La liebre, la nutria, el mono y el tejón - Cuento japonés

 Un vendedor ambulante iba por un sendero cargando en una canasta algunas mercaderías que llevaba para vender. Caminaba muy tranquilo, sin saber que desde atrás de una roca un grupo de amigos de lo ajeno acechaba su paso: la liebre, la nutria, el mono y el tejón.

–Veo cosas muy interesantes en esa canasta –dijo la liebre–. Y sé cómo podemos apoderarnos de ella. Nadie tiene tanto que no quiera más.

En efecto, cuando el vendedor ambulante vio delante de sus ojos una liebre con una pata lastimada, pensó que sería fácil atraparla para comérsela en la cena. Saltando de aquí para allá, siempre fingiendo renguear, sin dejarse cazar pero sin escaparse demasiado lejos, la liebre lo alejó de su canasta. Cuando calculó que estaba a suficiente distancia, salió disparada como una flecha. Entre tanto, sus amigos se habían apoderado de las mercaderías.
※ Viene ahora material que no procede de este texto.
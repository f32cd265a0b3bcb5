use sea_orm::entity::prelude::*;
use serde::{Deserialize, Serialize};

/// Dormitory unit with a fixed seat ceiling. `current_occupancy` is only
/// mutated through the conditional reserve/release queries so it never
/// exceeds `capacity`.
#[derive(Clone, Debug, PartialEq, DeriveEntityModel, Serialize, Deserialize)]
#[sea_orm(table_name = "house")]
pub struct Model {
    #[sea_orm(primary_key)]
    pub id: i32,
    pub name: String,
    /// "Male" or "Female"; restricts which candidates may be placed here.
    pub gender: String,
    pub capacity: i32,
    pub current_occupancy: i32,
    pub created_at: DateTime,
}

#[derive(Copy, Clone, Debug, EnumIter, DeriveRelation)]
pub enum Relation {}

impl ActiveModelBehavior for ActiveModel {}
pub use sea_orm_migration::prelude::*;

mod m20260826_000001_candidate;
mod m20260826_000002_house;
mod m20260826_000003_payment;
mod m20260826_000004_programme;
mod m20260826_000005_school_class;
mod m20260826_000006_document;
mod m20260826_000007_admin_user;
mod m20260826_000008_admin_log;
mod m20260826_000009_candidate_log;

pub struct Migrator;

#[async_trait::async_trait]
impl MigratorTrait for Migrator {
    fn migrations() -> Vec<Box<dyn MigrationTrait>> {
        vec![
            Box::new(m20260826_000001_candidate::Migration),
            Box::new(m20260826_000002_house::Migration),
            Box::new(m20260826_000003_payment::Migration),
            Box::new(m20260826_000004_programme::Migration),
            Box::new(m20260826_000005_school_class::Migration),
            Box::new(m20260826_000006_document::Migration),
            Box::new(m20260826_000007_admin_user::Migration),
            Box::new(m20260826_000008_admin_log::Migration),
            Box::new(m20260826_000009_candidate_log::Migration),
        ]
    }
}
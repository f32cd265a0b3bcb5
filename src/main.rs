use matric::{
    config::Config,
    model::{app::AppState, rate_limit::StatusCheckLimiter},
    router, startup,
};
use tracing_subscriber::EnvFilter;

#[tokio::main]
async fn main() {
    dotenvy::dotenv().ok();

    tracing_subscriber::fmt()
        .with_env_filter(EnvFilter::try_from_default_env().unwrap_or_else(|_| "info".into()))
        .init();

    let config = match Config::from_env() {
        Ok(config) => config,
        Err(e) => {
            eprintln!("Configuration error: {}", e);
            std::process::exit(1);
        }
    };

    let hubtel = match startup::build_hubtel_client(&config) {
        Ok(hubtel) => hubtel,
        Err(e) => {
            eprintln!("Hubtel client error: {}", e);
            std::process::exit(1);
        }
    };

    let db = match startup::connect_to_database(&config).await {
        Ok(db) => db,
        Err(e) => {
            eprintln!("Database error: {}", e);
            std::process::exit(1);
        }
    };

    let session = startup::session_layer();

    let state = AppState {
        db,
        hubtel,
        status_checks: StatusCheckLimiter::default(),
        application_fee: config.application_fee,
    };

    let router = router::routes().with_state(state).layer(session);

    let addr = format!("0.0.0.0:{}", config.port);

    tracing::info!("Starting server on {}", addr);

    let listener = match tokio::net::TcpListener::bind(&addr).await {
        Ok(listener) => listener,
        Err(e) => {
            eprintln!("Failed to bind {}: {}", addr, e);
            std::process::exit(1);
        }
    };

    if let Err(e) = axum::serve(listener, router).await {
        eprintln!("Server error: {}", e);
        std::process::exit(1);
    }
}
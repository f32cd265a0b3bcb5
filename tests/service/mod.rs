//! Tests for the admission services: house placement, credential issuance,
//! payment lifecycle, and application number sequencing.

mod allocation;
mod credential;
mod payment;
mod sequence;
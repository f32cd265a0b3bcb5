use axum::{extract::State, http::StatusCode, response::IntoResponse, Json};

use crate::{
    data::candidate::CandidateRepository,
    error::{credential::CredentialError, Error},
    model::{
        api::{ErrorDto, MessageDto, RecoverPinDto, VoucherRequestDto},
        app::AppState,
    },
    service::credential::CredentialService,
};

pub static VOUCHER_TAG: &str = "voucher";

/// Issue login credentials by SMS to a candidate who has paid the fee
#[utoipa::path(
    post,
    path = "/api/voucher",
    tag = VOUCHER_TAG,
    responses(
        (status = 200, description = "Success when credentials were delivered by SMS", body = MessageDto),
        (status = 400, description = "Application fee has not been paid", body = ErrorDto),
        (status = 404, description = "Candidate not found", body = ErrorDto),
        (status = 500, description = "Internal server error", body = ErrorDto)
    ),
)]
pub async fn issue_voucher(
    State(state): State<AppState>,
    Json(dto): Json<VoucherRequestDto>,
) -> Result<impl IntoResponse, Error> {
    let candidate_repository = CandidateRepository::new(&state.db);

    let candidate = candidate_repository
        .find_by_index_number(&dto.index_number)
        .await?
        .ok_or_else(|| CredentialError::CandidateNotFound(dto.index_number.clone()))?;

    if !candidate.fee_paid {
        return Err(CredentialError::FeeNotPaid(dto.index_number).into());
    }

    let credential_service = CredentialService::new(&state.db, &state.hubtel);

    credential_service
        .issue(&dto.index_number, &dto.phone_number)
        .await?;

    Ok((
        StatusCode::OK,
        Json(MessageDto {
            message: "Credentials sent by SMS".to_string(),
        }),
    )
        .into_response())
}

/// Regenerate a candidate's PIN and resend it by SMS
#[utoipa::path(
    post,
    path = "/api/voucher/recover",
    tag = VOUCHER_TAG,
    responses(
        (status = 200, description = "Success when new PIN was delivered by SMS", body = MessageDto),
        (status = 400, description = "No credentials issued or no phone number on record", body = ErrorDto),
        (status = 404, description = "Candidate not found", body = ErrorDto),
        (status = 500, description = "Internal server error", body = ErrorDto)
    ),
)]
pub async fn recover_pin(
    State(state): State<AppState>,
    Json(dto): Json<RecoverPinDto>,
) -> Result<impl IntoResponse, Error> {
    let credential_service = CredentialService::new(&state.db, &state.hubtel);

    credential_service.recover(&dto.index_number).await?;

    Ok((
        StatusCode::OK,
        Json(MessageDto {
            message: "New PIN sent by SMS".to_string(),
        }),
    )
        .into_response())
}
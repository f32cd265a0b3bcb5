use crate::error::config::ConfigError;

pub struct Config {
    pub database_url: String,
    pub port: u16,
    pub application_fee: f64,
    pub hubtel_api_id: String,
    pub hubtel_api_key: String,
    pub hubtel_merchant_account: String,
    pub hubtel_callback_url: String,
    pub hubtel_return_url: String,
    pub hubtel_cancellation_url: String,
    pub sms_client_id: String,
    pub sms_client_secret: String,
    pub sms_sender: String,
}

impl Config {
    pub fn from_env() -> Result<Self, ConfigError> {
        Ok(Self {
            database_url: require("DATABASE_URL")?,
            port: parse(require("PORT")?, "PORT")?,
            application_fee: parse(require("APPLICATION_FEE")?, "APPLICATION_FEE")?,
            hubtel_api_id: require("HUBTEL_API_ID")?,
            hubtel_api_key: require("HUBTEL_API_KEY")?,
            hubtel_merchant_account: require("HUBTEL_MERCHANT_ACCOUNT")?,
            hubtel_callback_url: require("HUBTEL_CALLBACK_URL")?,
            hubtel_return_url: require("HUBTEL_RETURN_URL")?,
            hubtel_cancellation_url: require("HUBTEL_CANCELLATION_URL")?,
            sms_client_id: require("SMS_CLIENT_ID")?,
            sms_client_secret: require("SMS_CLIENT_SECRET")?,
            sms_sender: require("SMS_SENDER")?,
        })
    }
}

fn require(key: &str) -> Result<String, ConfigError> {
    std::env::var(key).map_err(|_| ConfigError::MissingEnvVar(key.to_string()))
}

fn parse<T: std::str::FromStr>(value: String, var: &str) -> Result<T, ConfigError> {
    value.parse().map_err(|_| ConfigError::InvalidEnvValue {
        var: var.to_string(),
        reason: format!("could not parse {:?}", value),
    })
}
Pronto se reunió con ellos detrás de la roca para dividirse el botín, mientras el pobre vendedor se alejaba lamentándose de su suerte.

En la canasta había una alfombrita, un bloque de sal, una bolsa llena de ricos garbanzos y un molinillo de agua, que los monjes del Japón instalan en la orilla del río para que el agua haga girar la rueda, mientras ellos siguen el ritmo con sus oraciones.

–No es fácil dividir esto entre los cuatro –dijo el tejón, desconcertado.

–¡Claro que sí! –aseguró la liebre–. Yo le daré a cada uno lo que más necesita. Por ejemplo, para la nutria, que come tantos cangrejos, lo mejor es el bloque de sal. Los cangrejos salados son deliciosos.

–Buena idea –dijo la nutria. Y se llevó la sal.

–Para el mono, que duerme todas las noches sobre una rama pelada y dura, nada mejor que la alfombrita. Le servirá de colchón.

Al mono nunca se le hubiera ocurrido esa idea y le gustó mucho, de modo que se llevó la alfombra.

–El tejón vive en una madriguera triste y oscura. Con este bonito molinillo podrá alegrar la entrada y entretenerse, él y su familia, viendo girar la rueda.

El tejón estuvo de acuerdo.

–Y yo... ¡pobre de mí!... tendré que conformarme con esta tonta bolsa de garbanzos. Pero ustedes no se preocupen por esta triste liebre, lo importante es que todos hayan quedado satisfechos.

La nutria tomó su bloque de sal y se lanzó al río donde vivía. Al rato, la sal se había disuelto.

Esa noche el mono intentó dormir cómodo, poniendo la alfombra sobre una rama. Por supuesto, la alfombra se deslizó y el mono se dio un buen golpe contra el suelo.

El tejón instaló su molinillo en la entrada de la casa, pero sin agua que la hiciera girar, la rueda no se movía, por más que la familia tejón la mirara intensamente, esperando una diversión que no llegaba.

Entre tanto la liebre, muy contenta, se comió casi todos los garbanzos, quedándose apenas con un puñado. Como sabía que sus amigos vendrían a verla muy enojados, se preparó para recibirlos, pegándose sobre la panza los garbanzos que habían quedado.

¡Justo a tiempo! Allí estaban, furiosos, el tejón, el mono y la nutria. Pero la liebre ni siquiera los dejó hablar. Sus gemidos eran patéticos.

–¡Ay ay ay aaaaayyyyy! –gritaba desesperada, revolcándose en el pasto–. ¿Por qué habré comido esos malditos garbanzos? Me hicieron tan mal que me voy a morir... Estoy destrozada... ¡Miren, miren cómo me están asomando sobre la panza!

Y los asustados amigos vieron cómo se asomaban los garbanzos entre los pelos de la piel de la liebre. Seguramente le habían reventado las tripas, porque ahora parecían salir de adentro del cuerpo de la pobre liebre moribunda.

–¡Nunca tendríamos que haber robado esa canasta! –dijo el tejón.

–No nos trajo más que problemas y desgracias –se lamentó el mono.

–¡Terribles desgracias! –dijo la liebre, que gemía por fuera mientras se reía por dentro. Y se metió en su madriguera, despidiéndose de sus amigos como si fuera para siempre.